## Supplied material
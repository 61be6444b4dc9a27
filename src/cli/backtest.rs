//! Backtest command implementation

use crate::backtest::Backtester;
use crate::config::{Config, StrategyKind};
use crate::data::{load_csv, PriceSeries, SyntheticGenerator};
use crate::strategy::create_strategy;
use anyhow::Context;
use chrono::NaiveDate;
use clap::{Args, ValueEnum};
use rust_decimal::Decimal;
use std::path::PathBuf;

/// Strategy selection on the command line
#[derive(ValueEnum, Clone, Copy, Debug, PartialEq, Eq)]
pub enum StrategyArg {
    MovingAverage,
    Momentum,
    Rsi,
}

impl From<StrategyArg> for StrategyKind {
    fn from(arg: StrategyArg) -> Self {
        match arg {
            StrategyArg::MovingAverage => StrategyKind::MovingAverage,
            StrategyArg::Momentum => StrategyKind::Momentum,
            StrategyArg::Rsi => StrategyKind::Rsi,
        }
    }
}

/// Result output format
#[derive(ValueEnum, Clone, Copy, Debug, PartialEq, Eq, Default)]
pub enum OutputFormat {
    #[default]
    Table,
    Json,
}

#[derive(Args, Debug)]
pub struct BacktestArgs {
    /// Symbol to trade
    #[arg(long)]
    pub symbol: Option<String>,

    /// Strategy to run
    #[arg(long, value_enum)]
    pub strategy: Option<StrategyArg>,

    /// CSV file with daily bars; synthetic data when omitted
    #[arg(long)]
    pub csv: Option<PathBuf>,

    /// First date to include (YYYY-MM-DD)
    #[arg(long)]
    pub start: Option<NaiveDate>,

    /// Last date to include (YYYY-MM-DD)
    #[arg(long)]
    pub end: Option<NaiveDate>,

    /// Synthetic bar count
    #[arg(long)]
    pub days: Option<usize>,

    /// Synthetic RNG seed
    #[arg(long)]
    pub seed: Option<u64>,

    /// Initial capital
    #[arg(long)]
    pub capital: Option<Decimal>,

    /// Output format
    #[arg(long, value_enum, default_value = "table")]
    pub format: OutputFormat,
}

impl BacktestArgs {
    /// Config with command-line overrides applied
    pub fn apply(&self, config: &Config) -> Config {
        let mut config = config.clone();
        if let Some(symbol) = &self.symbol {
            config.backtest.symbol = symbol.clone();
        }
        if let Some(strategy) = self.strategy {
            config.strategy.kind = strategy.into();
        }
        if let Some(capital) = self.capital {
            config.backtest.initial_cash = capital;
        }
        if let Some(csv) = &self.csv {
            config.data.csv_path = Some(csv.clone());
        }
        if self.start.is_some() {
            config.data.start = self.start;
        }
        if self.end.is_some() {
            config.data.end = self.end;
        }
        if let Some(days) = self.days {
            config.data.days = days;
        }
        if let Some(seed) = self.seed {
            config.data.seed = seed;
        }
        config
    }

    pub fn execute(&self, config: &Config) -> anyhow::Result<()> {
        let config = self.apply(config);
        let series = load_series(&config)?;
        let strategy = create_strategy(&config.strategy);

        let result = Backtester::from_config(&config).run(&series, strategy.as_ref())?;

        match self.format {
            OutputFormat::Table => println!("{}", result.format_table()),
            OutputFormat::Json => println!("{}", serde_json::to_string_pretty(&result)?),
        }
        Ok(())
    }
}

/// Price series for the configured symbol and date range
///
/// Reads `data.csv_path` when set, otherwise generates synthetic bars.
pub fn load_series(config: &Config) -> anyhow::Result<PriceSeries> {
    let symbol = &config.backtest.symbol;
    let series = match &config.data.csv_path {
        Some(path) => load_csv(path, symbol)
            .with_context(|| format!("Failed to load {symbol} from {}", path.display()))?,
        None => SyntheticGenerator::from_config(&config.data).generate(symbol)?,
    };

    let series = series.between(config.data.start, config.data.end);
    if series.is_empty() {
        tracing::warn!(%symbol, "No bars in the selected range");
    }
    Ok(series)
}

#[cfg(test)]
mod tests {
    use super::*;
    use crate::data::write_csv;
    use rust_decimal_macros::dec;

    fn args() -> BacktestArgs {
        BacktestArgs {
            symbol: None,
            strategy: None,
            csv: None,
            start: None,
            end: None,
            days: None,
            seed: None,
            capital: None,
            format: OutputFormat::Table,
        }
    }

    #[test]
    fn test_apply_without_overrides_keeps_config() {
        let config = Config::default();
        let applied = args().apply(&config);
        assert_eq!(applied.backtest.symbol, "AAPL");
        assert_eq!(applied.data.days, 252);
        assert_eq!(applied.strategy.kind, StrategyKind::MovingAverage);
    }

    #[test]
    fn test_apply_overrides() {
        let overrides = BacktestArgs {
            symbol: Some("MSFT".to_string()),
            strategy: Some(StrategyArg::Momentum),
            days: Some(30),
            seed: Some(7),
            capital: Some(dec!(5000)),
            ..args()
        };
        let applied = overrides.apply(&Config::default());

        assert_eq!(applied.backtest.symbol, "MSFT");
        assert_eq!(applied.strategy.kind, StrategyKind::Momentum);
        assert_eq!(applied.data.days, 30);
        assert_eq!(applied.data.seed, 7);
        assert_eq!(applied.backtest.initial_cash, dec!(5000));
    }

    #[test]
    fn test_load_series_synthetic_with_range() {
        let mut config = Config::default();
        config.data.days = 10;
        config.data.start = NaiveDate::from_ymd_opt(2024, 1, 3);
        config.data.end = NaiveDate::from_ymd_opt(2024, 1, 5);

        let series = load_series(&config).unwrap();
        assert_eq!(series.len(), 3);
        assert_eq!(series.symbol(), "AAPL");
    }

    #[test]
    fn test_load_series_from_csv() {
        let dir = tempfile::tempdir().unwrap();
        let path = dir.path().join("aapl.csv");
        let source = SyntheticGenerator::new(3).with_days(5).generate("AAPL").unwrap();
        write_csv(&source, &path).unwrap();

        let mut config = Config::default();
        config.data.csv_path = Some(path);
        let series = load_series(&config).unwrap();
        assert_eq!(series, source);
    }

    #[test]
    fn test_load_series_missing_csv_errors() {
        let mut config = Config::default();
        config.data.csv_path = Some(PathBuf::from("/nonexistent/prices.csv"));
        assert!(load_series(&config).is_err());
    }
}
--
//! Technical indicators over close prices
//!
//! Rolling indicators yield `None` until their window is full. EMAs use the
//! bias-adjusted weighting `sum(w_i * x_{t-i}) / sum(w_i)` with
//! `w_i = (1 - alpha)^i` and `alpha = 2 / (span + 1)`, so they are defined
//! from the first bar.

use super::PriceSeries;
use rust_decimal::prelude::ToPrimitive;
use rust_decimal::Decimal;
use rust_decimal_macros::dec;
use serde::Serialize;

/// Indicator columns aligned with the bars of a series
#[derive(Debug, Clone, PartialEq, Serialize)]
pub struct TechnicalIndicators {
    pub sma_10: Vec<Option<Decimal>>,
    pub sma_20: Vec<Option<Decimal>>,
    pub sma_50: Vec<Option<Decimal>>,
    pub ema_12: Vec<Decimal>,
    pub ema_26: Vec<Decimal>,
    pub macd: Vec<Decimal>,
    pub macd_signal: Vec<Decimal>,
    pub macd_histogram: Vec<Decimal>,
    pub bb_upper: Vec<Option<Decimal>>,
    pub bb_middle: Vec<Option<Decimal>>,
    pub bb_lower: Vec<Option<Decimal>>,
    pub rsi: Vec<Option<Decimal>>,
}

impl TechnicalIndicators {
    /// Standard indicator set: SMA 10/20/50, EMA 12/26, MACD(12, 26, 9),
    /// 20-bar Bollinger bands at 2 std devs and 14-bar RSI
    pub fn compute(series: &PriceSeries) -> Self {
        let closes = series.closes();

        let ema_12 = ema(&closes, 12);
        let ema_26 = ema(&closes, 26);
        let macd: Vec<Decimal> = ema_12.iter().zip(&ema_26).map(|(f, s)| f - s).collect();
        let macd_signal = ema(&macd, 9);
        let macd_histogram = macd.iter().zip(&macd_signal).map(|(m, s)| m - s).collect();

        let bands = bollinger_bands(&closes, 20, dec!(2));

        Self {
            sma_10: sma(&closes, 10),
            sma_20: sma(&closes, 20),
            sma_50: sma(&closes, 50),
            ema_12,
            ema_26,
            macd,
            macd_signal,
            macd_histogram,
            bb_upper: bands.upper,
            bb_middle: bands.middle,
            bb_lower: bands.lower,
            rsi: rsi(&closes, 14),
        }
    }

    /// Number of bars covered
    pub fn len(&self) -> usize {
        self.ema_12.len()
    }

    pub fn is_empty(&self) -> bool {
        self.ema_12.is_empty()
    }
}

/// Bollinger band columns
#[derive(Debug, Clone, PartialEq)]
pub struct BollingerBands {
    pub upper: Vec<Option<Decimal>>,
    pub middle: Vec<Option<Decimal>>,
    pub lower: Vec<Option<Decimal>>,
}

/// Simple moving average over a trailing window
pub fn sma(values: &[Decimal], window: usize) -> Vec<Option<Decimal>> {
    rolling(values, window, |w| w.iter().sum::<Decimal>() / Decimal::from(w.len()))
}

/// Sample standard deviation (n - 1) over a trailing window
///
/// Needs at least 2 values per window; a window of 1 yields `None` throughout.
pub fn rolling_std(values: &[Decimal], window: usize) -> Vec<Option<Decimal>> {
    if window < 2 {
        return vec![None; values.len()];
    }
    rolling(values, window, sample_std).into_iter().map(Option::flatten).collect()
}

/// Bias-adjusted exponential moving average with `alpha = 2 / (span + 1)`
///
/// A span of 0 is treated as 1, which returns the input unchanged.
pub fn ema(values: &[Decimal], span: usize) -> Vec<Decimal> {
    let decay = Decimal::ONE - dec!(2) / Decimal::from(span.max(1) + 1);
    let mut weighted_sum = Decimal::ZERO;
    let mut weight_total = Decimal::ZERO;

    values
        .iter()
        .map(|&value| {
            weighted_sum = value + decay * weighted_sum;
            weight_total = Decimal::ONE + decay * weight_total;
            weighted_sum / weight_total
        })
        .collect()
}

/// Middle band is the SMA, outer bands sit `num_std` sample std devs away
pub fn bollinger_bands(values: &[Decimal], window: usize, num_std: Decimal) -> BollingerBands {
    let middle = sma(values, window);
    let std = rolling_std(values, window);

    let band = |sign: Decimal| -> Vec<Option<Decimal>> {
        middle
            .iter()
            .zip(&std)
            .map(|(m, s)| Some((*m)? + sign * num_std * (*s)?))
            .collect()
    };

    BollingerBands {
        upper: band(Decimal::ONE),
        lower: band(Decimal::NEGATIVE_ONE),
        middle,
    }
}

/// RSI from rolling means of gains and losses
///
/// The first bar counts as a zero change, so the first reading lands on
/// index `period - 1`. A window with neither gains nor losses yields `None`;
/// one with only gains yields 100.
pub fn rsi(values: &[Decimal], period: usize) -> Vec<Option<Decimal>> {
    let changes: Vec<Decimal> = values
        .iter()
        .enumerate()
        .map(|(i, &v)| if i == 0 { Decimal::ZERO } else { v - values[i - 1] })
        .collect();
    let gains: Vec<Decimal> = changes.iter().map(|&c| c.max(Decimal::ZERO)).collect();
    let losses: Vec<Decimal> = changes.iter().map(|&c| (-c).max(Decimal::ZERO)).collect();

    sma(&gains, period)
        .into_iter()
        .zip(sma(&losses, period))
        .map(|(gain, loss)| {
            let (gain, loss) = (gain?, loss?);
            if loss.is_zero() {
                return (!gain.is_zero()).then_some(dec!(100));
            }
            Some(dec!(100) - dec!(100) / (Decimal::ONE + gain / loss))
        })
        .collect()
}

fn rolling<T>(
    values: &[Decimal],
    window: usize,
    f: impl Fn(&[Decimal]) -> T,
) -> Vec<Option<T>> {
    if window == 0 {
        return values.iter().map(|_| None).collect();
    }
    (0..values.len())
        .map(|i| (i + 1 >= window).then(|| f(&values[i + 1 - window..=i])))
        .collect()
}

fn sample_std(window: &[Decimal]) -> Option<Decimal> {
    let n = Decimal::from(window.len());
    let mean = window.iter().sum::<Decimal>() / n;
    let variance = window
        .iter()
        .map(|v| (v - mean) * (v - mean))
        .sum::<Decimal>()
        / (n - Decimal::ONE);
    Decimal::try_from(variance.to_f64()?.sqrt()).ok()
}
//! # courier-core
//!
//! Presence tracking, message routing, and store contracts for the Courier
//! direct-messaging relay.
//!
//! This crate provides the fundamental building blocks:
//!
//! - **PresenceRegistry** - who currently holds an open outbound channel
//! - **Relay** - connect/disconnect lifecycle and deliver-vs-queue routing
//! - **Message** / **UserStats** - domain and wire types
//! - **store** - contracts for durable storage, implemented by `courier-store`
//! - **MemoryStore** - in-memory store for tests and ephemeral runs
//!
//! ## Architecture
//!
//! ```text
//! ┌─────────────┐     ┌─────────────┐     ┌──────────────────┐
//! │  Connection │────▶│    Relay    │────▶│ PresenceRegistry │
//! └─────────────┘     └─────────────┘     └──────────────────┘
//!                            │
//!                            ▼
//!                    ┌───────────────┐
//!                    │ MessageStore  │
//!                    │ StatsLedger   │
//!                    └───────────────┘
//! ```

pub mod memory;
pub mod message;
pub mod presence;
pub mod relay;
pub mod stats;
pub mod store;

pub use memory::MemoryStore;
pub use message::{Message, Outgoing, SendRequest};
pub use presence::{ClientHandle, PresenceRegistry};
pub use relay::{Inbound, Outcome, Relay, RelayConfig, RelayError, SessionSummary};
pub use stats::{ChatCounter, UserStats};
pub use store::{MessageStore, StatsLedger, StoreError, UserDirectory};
==
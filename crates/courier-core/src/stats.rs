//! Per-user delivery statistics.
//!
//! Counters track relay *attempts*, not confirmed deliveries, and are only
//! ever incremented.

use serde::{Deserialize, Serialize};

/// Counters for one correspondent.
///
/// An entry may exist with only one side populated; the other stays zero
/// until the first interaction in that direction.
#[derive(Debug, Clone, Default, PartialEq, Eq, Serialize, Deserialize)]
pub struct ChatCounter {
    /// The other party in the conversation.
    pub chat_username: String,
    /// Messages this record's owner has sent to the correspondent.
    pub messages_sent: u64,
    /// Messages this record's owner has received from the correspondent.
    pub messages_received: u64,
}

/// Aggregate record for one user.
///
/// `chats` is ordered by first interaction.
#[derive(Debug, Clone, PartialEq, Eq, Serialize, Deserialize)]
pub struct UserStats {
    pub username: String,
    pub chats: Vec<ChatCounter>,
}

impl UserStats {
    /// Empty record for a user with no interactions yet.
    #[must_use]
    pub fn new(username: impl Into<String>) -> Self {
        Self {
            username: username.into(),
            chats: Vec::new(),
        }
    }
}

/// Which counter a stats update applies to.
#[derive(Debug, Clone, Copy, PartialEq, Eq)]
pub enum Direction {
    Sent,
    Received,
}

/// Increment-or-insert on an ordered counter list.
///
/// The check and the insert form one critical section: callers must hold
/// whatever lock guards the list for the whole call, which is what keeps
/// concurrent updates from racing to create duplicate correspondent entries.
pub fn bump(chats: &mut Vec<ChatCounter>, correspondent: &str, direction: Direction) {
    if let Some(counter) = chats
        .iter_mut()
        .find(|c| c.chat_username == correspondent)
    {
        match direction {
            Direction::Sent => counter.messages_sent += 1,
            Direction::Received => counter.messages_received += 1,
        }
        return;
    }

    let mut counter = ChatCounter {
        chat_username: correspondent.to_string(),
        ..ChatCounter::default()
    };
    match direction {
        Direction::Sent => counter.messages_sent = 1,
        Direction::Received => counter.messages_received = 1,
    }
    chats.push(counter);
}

## Problem description
Which lines in the records above contain the word "losses"? Return each of them.

## Solution for this task
/// RSI from rolling means of gains and losses
/// index `period - 1`. A window with neither gains nor losses yields `None`;
    let losses: Vec<Decimal> = changes.iter().map(|&c| (-c).max(Decimal::ZERO)).collect();
        .zip(sma(&losses, period))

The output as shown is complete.